Early plans envisaged the estate to be an urban planning model, however development of infrastructure was considerably slower than the construction of housing, with many homes not being connected to sewerage or served by sealed roads until the late 1950s. During the 1950s an aggressive and active community development committee was established, and elements of this committee still remain today, promoting the ongoing development of the neighbourhood. In the mid-1950s a small shopping centre, playgrounds, a kindergarten and other amenities were built. During the 1970s a further 500, more substantial modern brick veneer homes were built to the north of the estate. By the late 1970s the population of the suburb peaked at approximately 5,000.
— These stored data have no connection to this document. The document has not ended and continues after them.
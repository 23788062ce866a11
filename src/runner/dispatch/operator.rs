//! Operator tokens to method names.
//!
//! Operators are ordinary methods named by their token. Binary operators send
//! one argument, unary operators none, so `-` the binary method and `-` the
//! unary method are two arity overloads of one name. Prefix and postfix uses
//! of a unary operator reach the same entry; the body tells them apart with
//! [`CallContext::is_postfix`](crate::runner::dispatch::context::CallContext::is_postfix).
//! Any run of operator characters is a valid custom operator (`<==>`, `=!=`).

use rustc_hash::FxHashSet;

use crate::runner::ds::error::RuntimeError;

lazy_static! {
    static ref OPERATOR_CHARS: FxHashSet<char> = "+-*/%<>=!&|^~?@:.[]".chars().collect();
}

/// Fixity of a unary operator.
#[derive(Debug, Clone, Copy, PartialEq, Eq)]
pub enum Fixity {
    Prefix,
    Postfix,
}

fn check_token(token: &str) -> Result<(), RuntimeError> {
    if token.is_empty() || !token.chars().all(|c| OPERATOR_CHARS.contains(&c)) {
        return Err(RuntimeError::TypeError(format!(
            "'{}' is not an operator token",
            token
        )));
    }
    Ok(())
}

/// Method name sent for a binary operator token.
pub fn binary_method(token: &str) -> Result<String, RuntimeError> {
    check_token(token)?;
    Ok(token.to_string())
}

/// Method name sent for a unary operator token, whatever its fixity.
pub fn unary_method(token: &str) -> Result<String, RuntimeError> {
    check_token(token)?;
    Ok(token.to_string())
}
Today, the estate has a resident population representing a mixture of cultures and age groups. The estate is noted as having low socio-economic resources due to higher-than-average unemployment, a high population of aged residents, and inter-generational social welfare dependency.

Attempts over the years to change the name of Wendouree West were met with mixed responses from residents throughout Ballarat. In the early 2000s, during a process to make official the boundaries of all cities, towns and suburbs in Victoria, it was determined that Wendouree West would exist only as an unofficial neighbourhood name. The name Wendouree West (or "Westie") was often used to stigmatise and as a term of derision, often placing its residents at a disadvantage when applying for employment and other positions in the wider Ballarat community. In large part, this historic stigmatisation has contributed to the ongoing disadvantage of its youths. The estate today is now included as part of Wendouree.

In recent years attempts have been made to rejuvenate the estate including the removal of many of the early prefabricated cottages and the construction of retirement units and modern private and public housing. Some 300 of the original houses are to be retained and many have already undergone extensive renovation and modernisation, but in such a way that the historical character of the area remains intact. The original Wendouree West State School buildings were demolished in early 2007, with the new replacement school opening as Yuille Park Community College, the product of amalgamation with Yuille Primary School. The renewal program has also seen a lot of civic improvements including street-scaping, an upgrade of the shopping centre, new footpaths and fences, as well as new play equipment, toilets and barbecue facilities in the parks.